77. Finally, we wish to recall a statement delivered around the end of 2007 by the Commissioner-General of UNRWA, wherein she said that even the most optimistic person would struggle to see a viable form for a Palestinian State in view of the massive land confiscation, the movement restrictions, the separation wall, the clearance system, security inspections, towers, trenches and electrical fences.

78. However, the Palestinian National Authority still considers that peace is the strategic option for both Palestinian and Israeli peoples. Only peace can bring about an end to the long-lasting Israeli occupation and lead to an independent Palestinian State with occupied East Jerusalem as its capital.

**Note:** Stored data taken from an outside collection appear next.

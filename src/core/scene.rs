//! Scene container: owns the flat primitive array and the acceleration
//! structures built over it (SPEC_FULL.md section 3, "[ADD] Scene
//! container").
//!
//! Scene-file parsing is out of scope (spec section 6, "the scene is
//! supplied as a pre-parsed object graph"); this type is the minimal
//! owner of that already-parsed graph the integrator needs to borrow
//! from.

use std::collections::HashSet;
use std::sync::Arc;

use crate::accelerators::bvh::{Bvh, BvhBuildPrimitive};
use crate::bsdfs::{BsdfKind, ScatterModel};
use crate::core::error::{PrepareReport, SetupDiagnostic};
use crate::core::geometry::{luminance, Bounds3f, Ray};
use crate::core::interaction::{IntersectionInfo, IntersectionTemporary};
use crate::lights::light_tree::Emitter;
use crate::lights::LightTree;
use crate::shapes::{Primitive, Shape};

/// Default leaf size passed to the BVH builder; small enough to keep
/// leaf intersection cost low, matching the constant the teacher's own
/// BVH construction defaults to.
const MAX_PRIMS_PER_LEAF: usize = 4;

pub struct Scene {
    primitives: Vec<Primitive>,
    bvh: Bvh,
    infinite_primitives: Vec<u32>,
    light_tree: Option<LightTree>,
}

impl Scene {
    /// Builds the BVH and light tree over `primitives`. Acceleration
    /// structures are built eagerly here rather than lazily, since the
    /// scene is read-only for the rest of the render once constructed
    /// (spec section 5, "read-only after prepareForRender").
    pub fn new(primitives: Vec<Primitive>) -> Self {
        let mut infinite_primitives = Vec::new();
        let mut build_prims = Vec::with_capacity(primitives.len());
        let mut emitters = Vec::new();
        for (i, primitive) in primitives.iter().enumerate() {
            let id = i as u32;
            if primitive.shape.is_infinite() {
                infinite_primitives.push(id);
            } else {
                build_prims.push(BvhBuildPrimitive::new(id, primitive.world_bound()));
            }
            if primitive.is_samplable() {
                if let Some(emission) = primitive.emission {
                    let power = luminance(&emission) * primitive.shape.area();
                    if power > 0.0 {
                        emitters.push(Emitter { primitive_index: id, bounds: primitive.world_bound(), power });
                    }
                }
            }
        }
        let light_count = emitters.len();
        let bvh = Bvh::build(build_prims, MAX_PRIMS_PER_LEAF);
        let light_tree = LightTree::build(emitters);
        log::debug!(
            "scene prepared: {} primitives, {} infinite, {} emitters",
            primitives.len(),
            infinite_primitives.len(),
            light_count
        );
        Scene { primitives, bvh, infinite_primitives, light_tree }
    }

    pub fn primitives(&self) -> &[Primitive] {
        &self.primitives
    }

    pub fn primitive(&self, index: u32) -> &Primitive {
        &self.primitives[index as usize]
    }

    pub fn infinite_primitives(&self) -> &[u32] {
        &self.infinite_primitives
    }

    pub fn light_tree(&self) -> Option<&LightTree> {
        self.light_tree.as_ref()
    }

    pub fn world_bound(&self) -> Bounds3f {
        self.bvh.world_bound()
    }

    /// One-shot setup diagnostics pass (spec section 7, tier 3), and the
    /// call site for the spec's named `BSDF.prepareForRender()` operation
    /// (spec section 6). Most variants' own precomputation already runs
    /// eagerly in their constructor (DESIGN.md, "prepareForRender" open
    /// question), so `Bsdf::prepare_for_render` is a no-op for them, but
    /// it is still invoked once per unique `Bsdf` here so a future variant
    /// that needs deferred setup has a live call site rather than a
    /// second parallel mechanism. The rest of this pass collects the
    /// fallback BSDFs a scene builder already substituted in for a
    /// resource that failed to resolve (`BsdfKind::Error`), surfaced once
    /// instead of silently.
    pub fn prepare_for_render(&mut self) -> PrepareReport {
        let mut report = PrepareReport::default();
        let mut seen = HashSet::new();
        for (i, primitive) in self.primitives.iter().enumerate() {
            let ptr = Arc::as_ptr(&primitive.bsdf) as usize;
            if !seen.insert(ptr) {
                continue;
            }
            primitive.bsdf.prepare_for_render();
            if let BsdfKind::Error(_) = primitive.bsdf.kind {
                report.push(SetupDiagnostic::MissingTexture {
                    name: format!("primitive[{i}]"),
                    reason: "bound to the fallback error BSDF before the scene was constructed".to_string(),
                });
            }
        }
        report
    }

    /// Tightens `ray.t_far` to the closest hit, if any, and returns the
    /// realized `IntersectionInfo` with `primitive_index` corrected to
    /// the realized primitive (spec section 6, `intersect`/
    /// `intersectionInfo`).
    pub fn intersect(&self, ray: &mut Ray) -> Option<(u32, IntersectionInfo)> {
        let mut scratch = IntersectionTemporary::default();
        let hit_id = self.bvh.intersect(ray, |id, ray| {
            let primitive = &self.primitives[id as usize];
            match primitive.intersect(ray) {
                Some(data) => {
                    scratch.primitive_index = Some(id);
                    scratch.data = data;
                    true
                }
                None => false,
            }
        })?;
        debug_assert_eq!(scratch.primitive_index, Some(hit_id));
        let primitive = &self.primitives[hit_id as usize];
        let mut info = primitive.intersection_info(ray, &scratch.data);
        info.primitive_index = hit_id;
        Some((hit_id, info))
    }

    /// Binary visibility query; stops at the first occluder (spec
    /// section 6, `occluded`).
    pub fn occluded(&self, ray: &Ray) -> bool {
        self.bvh.occluded(ray, |id, ray| self.primitives[id as usize].occluded(ray))
    }
}

#[cfg(test)]
mod tests {
    use super::*;
    use crate::bsdfs::{Bsdf, BsdfKind, Lambert};
    use crate::core::geometry::{Point3f, Spectrum, Vector3f};
    use crate::shapes::{ShapeKind, Sphere};

    fn lambert_bsdf() -> Arc<Bsdf> {
        Arc::new(Bsdf::new(BsdfKind::Lambert(Lambert { albedo: Spectrum::new(0.5, 0.5, 0.5) })))
    }

    #[test]
    fn intersect_reports_correct_primitive_index() {
        let primitives = vec![
            Primitive::new(ShapeKind::Sphere(Sphere::new(Point3f::new(0.0, 0.0, 5.0), 1.0)), lambert_bsdf()),
            Primitive::new(ShapeKind::Sphere(Sphere::new(Point3f::new(0.0, 0.0, -5.0), 1.0)), lambert_bsdf()),
        ];
        let scene = Scene::new(primitives);
        let mut ray = Ray::new(Point3f::default(), Vector3f::new(0.0, 0.0, 1.0));
        let (id, info) = scene.intersect(&mut ray).unwrap();
        assert_eq!(id, 0);
        assert_eq!(info.primitive_index, 0);
    }

    #[test]
    fn empty_scene_never_hits() {
        let scene = Scene::new(Vec::new());
        let mut ray = Ray::new(Point3f::default(), Vector3f::new(0.0, 0.0, 1.0));
        assert!(scene.intersect(&mut ray).is_none());
        assert!(!scene.occluded(&ray));
    }

    #[test]
    fn occluded_sphere_blocks_ray() {
        let primitives = vec![Primitive::new(
            ShapeKind::Sphere(Sphere::new(Point3f::new(0.0, 0.0, 5.0), 1.0)),
            lambert_bsdf(),
        )];
        let scene = Scene::new(primitives);
        let ray = Ray::new(Point3f::default(), Vector3f::new(0.0, 0.0, 1.0));
        assert!(scene.occluded(&ray));
    }

    #[test]
    fn emissive_primitive_produces_a_light_tree() {
        let primitives = vec![Primitive::new(
            ShapeKind::Sphere(Sphere::new(Point3f::new(0.0, 0.0, 5.0), 1.0)),
            lambert_bsdf(),
        )
        .with_emission(Spectrum::new(5.0, 5.0, 5.0))];
        let scene = Scene::new(primitives);
        assert!(scene.light_tree().is_some());
    }
}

79. Therefore, the Palestinian health ministry:

• calls upon the international community to exert pressure on the Israeli Government in order to lift the blockade, avoid exacerbating the human crisis in the Gaza Strip and meet its ethical and legal responsibility to safeguard basic human rights of civilians living in occupied Palestinian territory;

invites the High Contracting Parties to the Fourth Geneva Convention to meet their obligations under Article 1 of the Convention; to fully abide by the Convention and ensure its respect in all circumstances; to meet their obligations under Article 146 by prosecuting persons alleged to have committed grave breaches of the Convention, keeping in mind that such breaches are to be considered war crimes by virtue of Article 147 of the Convention Relative to the Protection of Civilian Persons in Time of War and of the First Additional Protocol to the Convention, with the aim of protecting Palestinian civilians in the occupied Territory;

expresses its appreciation for the support provided to the Palestinian people in all areas of activity and appeals to States and international health institutions to support implementation of the recently adopted Medium-Term Health Development Plan, thereby safeguarding the health conditions of Palestinians living in the occupied Palestinian territory, including Jerusalem;

calls upon the international community to exert pressure on Israel with a view to implementing immediately the International Court of Justice advisory opinion on the illegality of the separation wall built inside the occupied West Bank territories;

invites all international human rights institutions, beginning with the International Committee of the Red Cross to take urgent and immediate action to compel the occupation authorities and the Israeli prison administration to offer medical treatment to prisoners suffering from illness and from further worsening of health conditions; calls for an international committee of doctors specialized in critical health conditions to offer urgent treatment; and appeals to international civil community-based institutions to exert pressure to ensure that prisoners’ lives be saved; that immediate treatment be offered to patients; that those with severe conditions be released immediately in order to receive treatment abroad; and that Palestinian women in prison be offered the necessary maternal health care in pregnancy, childbirth and the postnatal period; in addition to ensuring for them healthy, humane delivery conditions and assistance by their families.

80. Finally, we wish to express our deep appreciation to donor countries, WHO and humanitarian organizations for their aid to the Palestinian people.